• _Problem to work on_: Nothing but the lines below between the line holding "of one pass over every task" and the line holding "task was evaluated", inclusive, should appear in the answer, each set down exactly.

*** Records provided Section Begins ***

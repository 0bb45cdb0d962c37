//! Scheduler loop

use std::collections::HashMap;
use std::sync::Arc;
use std::time::{Duration, Instant};

use chrono::{DateTime, Local, Utc};
use tokio::sync::mpsc;
use tokio::sync::mpsc::error::TryRecvError;
use tracing::{debug, error, info, warn};

use super::config::SchedulerConfig;
use super::eligibility::{compute_sleep, next_eligible_at};
use crate::backoff::BackoffPolicy;
use crate::delivery::{DeliveryClient, DeliveryOutcome};
use crate::state::{DeliveryState, SchedulerState, StateStore};
use crate::task::{Task, TaskRegistry};

/// Summary of one pass over every task
#[derive(Debug, Clone, Default, PartialEq, Eq)]
pub struct IterationReport {
    /// Deliveries attempted (any outcome except a collection error)
    pub attempted: usize,
    pub succeeded: usize,
    /// Rate limited or transport failures
    pub failed: usize,
    pub oversized: usize,
    pub collection_errors: usize,
    /// Not yet eligible, or deferred after an earlier skip
    pub skipped: usize,
    /// Delivery state was modified during this iteration
    pub state_changed: bool,
    /// Shutdown arrived before every task was evaluated
    pub interrupted: bool,
    /// Time until the soonest task becomes eligible, clamped to the sleep bounds
    pub next_wake: Duration,
}

/// Drives delivery for a fixed set of tasks
///
/// The scheduler owns the delivery state. It is refreshed from disk at the
/// start of an iteration only while nothing is waiting to be saved, so an
/// operator reset is picked up but a failed save never discards failures
/// counted in memory; the save is retried every iteration and on shutdown.
/// Tasks that
/// could not be delivered for reasons backoff does not cover (collection
/// errors, oversized payloads) are deferred by one poll interval in memory
/// only.
pub struct Scheduler {
    config: SchedulerConfig,
    policy: BackoffPolicy,
    tasks: Vec<Arc<dyn Task>>,
    client: Arc<dyn DeliveryClient>,
    store: StateStore,
    state: SchedulerState,
    /// In-memory state differs from the file until a save succeeds
    dirty: bool,
    deferred: HashMap<String, DateTime<Utc>>,
    shutdown_requested: bool,
    iteration: u64,
}

impl Scheduler {
    pub fn new(
        config: SchedulerConfig,
        registry: TaskRegistry,
        client: Arc<dyn DeliveryClient>,
        store: StateStore,
    ) -> Self {
        debug!(?config, tasks = registry.len(), "Scheduler::new: called");
        Self {
            policy: config.backoff_policy(),
            config,
            tasks: registry.tasks().to_vec(),
            client,
            store,
            state: SchedulerState::new(),
            dirty: false,
            deferred: HashMap::new(),
            shutdown_requested: false,
            iteration: 0,
        }
    }

    pub fn tasks(&self) -> &[Arc<dyn Task>] {
        &self.tasks
    }

    pub fn store(&self) -> &StateStore {
        &self.store
    }

    pub fn shutdown_requested(&self) -> bool {
        self.shutdown_requested
    }

    /// Current in-memory delivery state
    pub fn state(&self) -> &SchedulerState {
        &self.state
    }

    /// Whether changes are still waiting to be persisted
    pub fn has_unsaved_changes(&self) -> bool {
        self.dirty
    }

    /// Run until a shutdown signal arrives
    ///
    /// A signal (or the sender being dropped) during an iteration lets the
    /// in-flight delivery finish, persists the state, then returns.
    pub async fn run(&mut self, mut shutdown_rx: mpsc::Receiver<()>) {
        info!(tasks = self.tasks.len(), "Scheduler starting");

        loop {
            let started = Instant::now();
            let report = self.iterate(Utc::now(), Some(&mut shutdown_rx)).await;

            if self.shutdown_requested {
                break;
            }

            let sleep = report
                .next_wake
                .saturating_sub(started.elapsed())
                .max(self.config.min_sleep());
            info!(
                "Sleeping {}s until next eligible task ({} sent, {} failed, {} skipped)",
                sleep.as_secs(),
                report.succeeded,
                report.failed,
                report.skipped
            );

            tokio::select! {
                _ = tokio::time::sleep(sleep) => {}
                _ = shutdown_rx.recv() => {
                    info!("Shutdown signal received");
                    self.shutdown_requested = true;
                    break;
                }
            }
        }

        self.flush();
        info!("Scheduler stopped");
    }

    /// One pass over every task at `now`, without sleeping
    pub async fn run_iteration(&mut self, now: DateTime<Utc>) -> IterationReport {
        self.iterate(now, None).await
    }

    async fn iterate(
        &mut self,
        now: DateTime<Utc>,
        mut shutdown_rx: Option<&mut mpsc::Receiver<()>>,
    ) -> IterationReport {
        self.iteration += 1;
        debug!(iteration = self.iteration, %now, "Scheduler::iterate: called");

        if !self.dirty {
            self.state = self.store.load();
        }
        let mut state = std::mem::take(&mut self.state);
        let mut report = IterationReport::default();
        let tasks = self.tasks.clone();

        for task in &tasks {
            if let Some(rx) = shutdown_rx.as_deref_mut()
                && shutdown_pending(rx)
            {
                info!("Shutdown signal received, finishing iteration early");
                self.shutdown_requested = true;
                report.interrupted = true;
                break;
            }

            self.process_task(task.as_ref(), &mut state, now, &mut report).await;
        }

        self.state = state;
        if report.state_changed {
            self.dirty = true;
        }
        self.flush();

        let state = &self.state;
        report.next_wake = compute_sleep(
            self.tasks.iter().map(|t| self.next_attempt_at(t.as_ref(), state, now)),
            now,
            self.config.min_sleep(),
            self.config.max_sleep(),
        );

        debug!(?report, "Scheduler::iterate: done");
        report
    }

    async fn process_task(
        &mut self,
        task: &dyn Task,
        state: &mut SchedulerState,
        now: DateTime<Utc>,
        report: &mut IterationReport,
    ) {
        let id = task.identity();

        if let Some(until) = self.deferred.get(id).copied() {
            if now < until {
                debug!(task = %id, %until, "Task deferred after an earlier skip");
                report.skipped += 1;
                return;
            }
            self.deferred.remove(id);
        }

        let poll_interval = task.poll_interval();
        if let Some(next) = next_eligible_at(state.get(id), poll_interval, &self.policy)
            && now < next
        {
            if let Some(current) = state.get(id) {
                log_skip(id, current, next, now);
            }
            report.skipped += 1;
            return;
        }

        let payload = match task.produce_payload().await {
            Ok(payload) => payload,
            Err(e) => {
                warn!(task = %id, error = %e, "Failed to collect data, skipping");
                report.collection_errors += 1;
                self.defer(id, poll_interval, now);
                return;
            }
        };

        let destination = task.destination();
        report.attempted += 1;
        debug!(task = %id, %destination, size = payload.size(), "Delivering payload");

        match self.client.deliver(destination, &payload).await {
            DeliveryOutcome::Success => {
                state.record_success(id, now);
                report.succeeded += 1;
                report.state_changed = true;
                info!(task = %id, %destination, "Delivered payload");
            }
            DeliveryOutcome::RateLimited { retry_after } => {
                let failures = state.record_failure(id, now);
                report.failed += 1;
                report.state_changed = true;
                warn!(
                    task = %id,
                    %destination,
                    failures,
                    retry_after_secs = retry_after.map(|d| d.as_secs()),
                    "Rate limited, backing off x{}",
                    BackoffPolicy::multiplier(failures)
                );
            }
            DeliveryOutcome::TransportFailure { reason } => {
                let failures = state.record_failure(id, now);
                report.failed += 1;
                report.state_changed = true;
                warn!(
                    task = %id,
                    %destination,
                    failures,
                    %reason,
                    "Delivery failed, backing off x{}",
                    BackoffPolicy::multiplier(failures)
                );
            }
            DeliveryOutcome::Oversized { size, limit } => {
                report.oversized += 1;
                error!(
                    task = %id,
                    %destination,
                    size,
                    limit,
                    "Payload exceeds the destination size limit; check the feed or its tier"
                );
                self.defer(id, poll_interval, now);
            }
        }
    }

    /// Persist pending changes; on failure they stay pending for the next try
    fn flush(&mut self) {
        if !self.dirty {
            return;
        }
        match self.store.save(&self.state) {
            Ok(()) => self.dirty = false,
            Err(e) => error!(error = %e, "Failed to save delivery state, will retry"),
        }
    }

    fn defer(&mut self, id: &str, poll_interval: Duration, now: DateTime<Utc>) {
        let until = chrono::TimeDelta::from_std(poll_interval)
            .ok()
            .and_then(|gap| now.checked_add_signed(gap))
            .unwrap_or(DateTime::<Utc>::MAX_UTC);
        self.deferred.insert(id.to_string(), until);
    }

    /// When a task should next be looked at: its backoff/poll schedule, or a
    /// later in-memory deferral
    fn next_attempt_at(&self, task: &dyn Task, state: &SchedulerState, now: DateTime<Utc>) -> DateTime<Utc> {
        let id = task.identity();
        let durable = next_eligible_at(state.get(id), task.poll_interval(), &self.policy).unwrap_or(now);
        match self.deferred.get(id) {
            Some(until) => durable.max(*until),
            None => durable,
        }
    }
}

fn shutdown_pending(rx: &mut mpsc::Receiver<()>) -> bool {
    match rx.try_recv() {
        Ok(()) | Err(TryRecvError::Disconnected) => true,
        Err(TryRecvError::Empty) => false,
    }
}

fn log_skip(id: &str, state: &DeliveryState, next: DateTime<Utc>, now: DateTime<Utc>) {
    let elapsed = state.last_attempt_time.map(|t| (now - t).num_seconds()).unwrap_or(0);
    let remaining = (next - now).num_seconds();
    let at = next.with_timezone(&Local).format("%H:%M");

    if state.consecutive_failures > 0 {
        info!(
            task = %id,
            failures = state.consecutive_failures,
            "Skipping: {}s elapsed, {}s remaining, next attempt at {} (backoff x{})",
            elapsed,
            remaining,
            at,
            BackoffPolicy::multiplier(state.consecutive_failures)
        );
    } else {
        debug!(
            task = %id,
            "Skipping: {}s elapsed, {}s remaining, next attempt at {}",
            elapsed,
            remaining,
            at
        );
    }
}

*** Records provided Section Ends ***

• _Solution below_:
/// Summary of one pass over every task
#[derive(Debug, Clone, Default, PartialEq, Eq)]
pub struct IterationReport {
    /// Deliveries attempted (any outcome except a collection error)
    pub attempted: usize,
    pub succeeded: usize,
    /// Rate limited or transport failures
    pub failed: usize,
    pub oversized: usize,
    pub collection_errors: usize,
    /// Not yet eligible, or deferred after an earlier skip
    pub skipped: usize,
    /// Delivery state was modified during this iteration
    pub state_changed: bool,
    /// Shutdown arrived before every task was evaluated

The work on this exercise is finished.